The actor, who also plays the part of Nureyev's ballet master in the film, gives us a rare interview.
The White Crow tells the true story of Rudolph Nureyev, a unique artist who transformed the world of ballet.
Ralph Fiennes directed the film, but also plays the role of Nureyev's mentor and ballet master Alexander Pushkin.
Asked why he had chosen to make a film about the Russian star, Fiennes says: “Well, it wasn't because I was interested in ballet.”
He had been captivated by Julie Kavanagh's 2007 biography Nureyev: The Life.
“It struck me as an extraordinary story of a young man's unique will to realise himself as a dancer – and a potential film narrative,” he says.
“I always felt we could only make the film if I could have a dancer who could believably and plausibly play and interpret Nureyev,” Fiennes says.
His interest in Russia goes back to his childhood.
“I was curious about Russia and the Russian Revolution when I was a small boy interested in history generally,” he adds.
“I have rudimentary Russian but it's very hard to act in a language that you don't speak fluently or are not bi-lingual in – that spontaneity of heart, brain and mouth connection.
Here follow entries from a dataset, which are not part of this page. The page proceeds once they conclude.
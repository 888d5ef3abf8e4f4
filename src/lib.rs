//! Request instrumentation for HTTP services.
//!
//! Every inbound request gets a request id, a locale and a cancellable scope;
//! every outbound call carries them on to the next service. Both sides record
//! count and latency per endpoint, and every failure surfaces as one uniform
//! JSON error body.
//!
//! ```text
//!   caller ──▶ http (recovery → metrics → request id → locale → logging → errors)
//!                 │
//!                 ▼
//!            handler (RequestContext)
//!                 │
//!                 ▼
//!            client::InstrumentedClient ──▶ downstream service
//! ```

// Identity and errors
pub mod context;
pub mod error;

// Edges
pub mod client;
pub mod http;

// Cross-cutting concerns
pub mod config;
pub mod lifecycle;
pub mod normalize;
pub mod observability;

pub use client::InstrumentedClient;
pub use config::ServiceConfig;
pub use context::{RequestContext, WorkScope};
pub use error::{ErrorKind, ErrorResponse, HandlerError, TaxonomyError};
pub use http::HttpServer;
pub use lifecycle::Shutdown;
pub use observability::MetricRecorder;
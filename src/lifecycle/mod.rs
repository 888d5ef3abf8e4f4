//! Lifecycle management subsystem.
//!
//! # Data Flow
//! ```text
//! Startup (startup.rs):
//!     Bind listener → Serve → Exit on shutdown
//!
//! Shutdown (shutdown.rs):
//!     Trigger → Server stops accepting → In-flight requests drain → Exit
//!
//! Signals (signals.rs):
//!     SIGTERM/SIGINT → Trigger graceful shutdown
//! ```

pub mod shutdown;
pub mod signals;
pub mod startup;

pub use shutdown::Shutdown;
pub use startup::{serve, StartupError};
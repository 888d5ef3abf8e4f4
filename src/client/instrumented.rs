//! HTTP client that carries request identity and records every call.

use std::error::Error as StdError;
use std::time::Duration;

use reqwest::header::{ACCEPT, ACCEPT_LANGUAGE, CONTENT_TYPE};
use reqwest::{Method, Request, Response};
use serde::Serialize;

use crate::client::latency::LatencyWatch;
use crate::config::ClientConfig;
use crate::context::RequestContext;
use crate::error::{DownstreamFailure, TaxonomyError};
use crate::http::request::{X_CLIENT_ID, X_REQUEST_ID};
use crate::normalize::{redact_query, reduce_cardinality};
use crate::observability::{LatencyTimer, MetricRecorder};

const JSON: &str = "application/json";
const SCOPE_CANCELLED: &str = "request scope cancelled";

/// Outbound client for one downstream service.
#[derive(Debug, Clone)]
pub struct InstrumentedClient {
    name: String,
    base_url: String,
    http: reqwest::Client,
    warning_threshold: Duration,
    metrics: MetricRecorder,
}

impl InstrumentedClient {
    /// Create a client with a default HTTP client and no per-call timeout.
    pub fn new(
        name: impl Into<String>,
        base_url: impl Into<String>,
        warning_threshold: Duration,
        metrics: MetricRecorder,
    ) -> Self {
        Self {
            name: name.into(),
            base_url: base_url.into(),
            http: reqwest::Client::new(),
            warning_threshold,
            metrics,
        }
    }

    /// Create a client from configuration.
    pub fn from_config(
        name: impl Into<String>,
        base_url: impl Into<String>,
        config: &ClientConfig,
        metrics: MetricRecorder,
    ) -> Result<Self, reqwest::Error> {
        let http = reqwest::Client::builder()
            .timeout(Duration::from_secs(config.timeout_secs))
            .build()?;

        Ok(Self {
            name: name.into(),
            base_url: base_url.into(),
            http,
            warning_threshold: Duration::from_millis(config.warning_threshold_ms),
            metrics,
        })
    }

    /// Use a preconfigured HTTP client.
    pub fn with_http_client(mut self, http: reqwest::Client) -> Self {
        self.http = http;
        self
    }

    /// Name used in logs.
    pub fn name(&self) -> &str {
        &self.name
    }

    pub async fn get(&self, ctx: &RequestContext, path: &str) -> Result<Response, TaxonomyError> {
        self.request::<()>(ctx, path, Method::GET, None).await
    }

    pub async fn post<B>(
        &self,
        ctx: &RequestContext,
        path: &str,
        body: &B,
    ) -> Result<Response, TaxonomyError>
    where
        B: Serialize + ?Sized,
    {
        self.request(ctx, path, Method::POST, Some(body)).await
    }

    pub async fn put<B>(
        &self,
        ctx: &RequestContext,
        path: &str,
        body: &B,
    ) -> Result<Response, TaxonomyError>
    where
        B: Serialize + ?Sized,
    {
        self.request(ctx, path, Method::PUT, Some(body)).await
    }

    pub async fn delete(
        &self,
        ctx: &RequestContext,
        path: &str,
    ) -> Result<Response, TaxonomyError> {
        self.request::<()>(ctx, path, Method::DELETE, None).await
    }

    /// Perform one call to `base_url + path`.
    ///
    /// Returns the response for statuses below 300. Anything else, including a
    /// cancelled scope while waiting for the response or reading an error body,
    /// comes back as a BadGateway error correlated with the request id. A payload
    /// that cannot be encoded fails before sending with an internal error and
    /// records no sample.
    pub async fn request<B>(
        &self,
        ctx: &RequestContext,
        path: &str,
        method: Method,
        body: Option<&B>,
    ) -> Result<Response, TaxonomyError>
    where
        B: Serialize + ?Sized,
    {
        let url = format!("{}{}", self.base_url, path);
        let log_path = redact_query(path);
        tracing::debug!(
            client = %self.name,
            method = %method,
            path = %log_path,
            request_id = %ctx.id(),
            "Calling downstream service"
        );

        let _watch = LatencyWatch::start(&self.name, log_path, ctx, self.warning_threshold);
        let request = self.build_request(ctx, &url, &method, body)?;

        let endpoint = reduce_cardinality(&url);
        let timer = LatencyTimer::start();
        let outcome = tokio::select! {
            biased;
            _ = ctx.scope().cancelled() => Err(SCOPE_CANCELLED.to_string()),
            result = self.http.execute(request) => result.map_err(|e| describe(&e)),
        };

        match outcome {
            Ok(response) if response.status().as_u16() < 300 => {
                self.metrics.record_outbound(
                    &endpoint,
                    method.as_str(),
                    response.status().as_u16(),
                    timer.elapsed_ms(),
                );
                Ok(response)
            }
            Ok(response) => {
                let status = response.status().as_u16();
                self.metrics.record_outbound_failure(
                    &endpoint,
                    method.as_str(),
                    Some(status),
                    timer.elapsed_ms(),
                );
                let body = tokio::select! {
                    biased;
                    _ = ctx.scope().cancelled() => Err(SCOPE_CANCELLED.to_string()),
                    bytes = response.bytes() => bytes.map_err(|e| describe(&e)),
                };
                let failure = match &body {
                    Ok(body) => DownstreamFailure::Status {
                        status,
                        body: &body[..],
                    },
                    Err(cause) => DownstreamFailure::UnreadableBody {
                        status,
                        cause: cause.as_str(),
                    },
                };
                Err(TaxonomyError::from_downstream_failure(ctx.id(), failure))
            }
            Err(cause) => {
                self.metrics.record_outbound_failure(
                    &endpoint,
                    method.as_str(),
                    None,
                    timer.elapsed_ms(),
                );
                Err(TaxonomyError::from_downstream_failure(
                    ctx.id(),
                    DownstreamFailure::NoResponse { cause: &cause },
                ))
            }
        }
    }

    fn build_request<B>(
        &self,
        ctx: &RequestContext,
        url: &str,
        method: &Method,
        body: Option<&B>,
    ) -> Result<Request, TaxonomyError>
    where
        B: Serialize + ?Sized,
    {
        let mut builder = self
            .http
            .request(method.clone(), url)
            .header(X_CLIENT_ID, ctx.client_id())
            .header(X_REQUEST_ID, ctx.id())
            .header(ACCEPT_LANGUAGE, ctx.locale())
            .header(ACCEPT, JSON)
            .header(CONTENT_TYPE, JSON);

        if let Some(credential) = ctx.credential() {
            builder = builder.bearer_auth(credential);
        }

        if let Some(body) = body {
            let bytes = serde_json::to_vec(body).map_err(|e| {
                self.build_failed(ctx, "Failed to create request body", method, url, &e)
            })?;
            builder = builder.body(bytes);
        }

        builder
            .build()
            .map_err(|e| self.build_failed(ctx, "Failed to create request", method, url, &e))
    }

    fn build_failed(
        &self,
        ctx: &RequestContext,
        message: &str,
        method: &Method,
        url: &str,
        err: &(dyn StdError + 'static),
    ) -> TaxonomyError {
        let cause = describe(err);
        // The caller's error finalization logs the resulting 500.
        tracing::warn!(
            client = %self.name,
            method = %method,
            url = %redact_query(url),
            request_id = %ctx.id(),
            error = %cause,
            "{}", message
        );
        TaxonomyError::internal(format!("{}: {}", message, cause)).with_correlation_id(ctx.id())
    }
}

/// Error message followed by its source chain.
fn describe(err: &(dyn StdError + 'static)) -> String {
    let mut description = err.to_string();
    let mut source = err.source();
    while let Some(cause) = source {
        description.push_str(": ");
        description.push_str(&cause.to_string());
        source = cause.source();
    }
    description
}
“But working with Oleg and a great translator, along with my basic knowledge of Russian, all helped. And I knew the script inside out.”
“I guess I relate to that to some extent,” Fiennes says.
“I mean, Nureyev himself was difficult – a man of extreme temperament, and I don't relate or like to be thought of behaving like him at all, but something in me responded to his drive.
“I find his creative determination inspirational. It just felt dramatically very potent as a story.
“But it comes at a cost – it would be monstrous if everyone behaved like that.”
The film focuses on Nureyev's life before he became a megastar.
“What I want the audience to see is a young boy with a great sense of destiny – he's not sophisticated, he doesn't know anything about western culture. He's just got a burning desire to dance.”
“I like going to the Curzon Cinema and I like Heywood Hill bookshop.”
Read the full interview with Selma Day in the Mayfair Times here.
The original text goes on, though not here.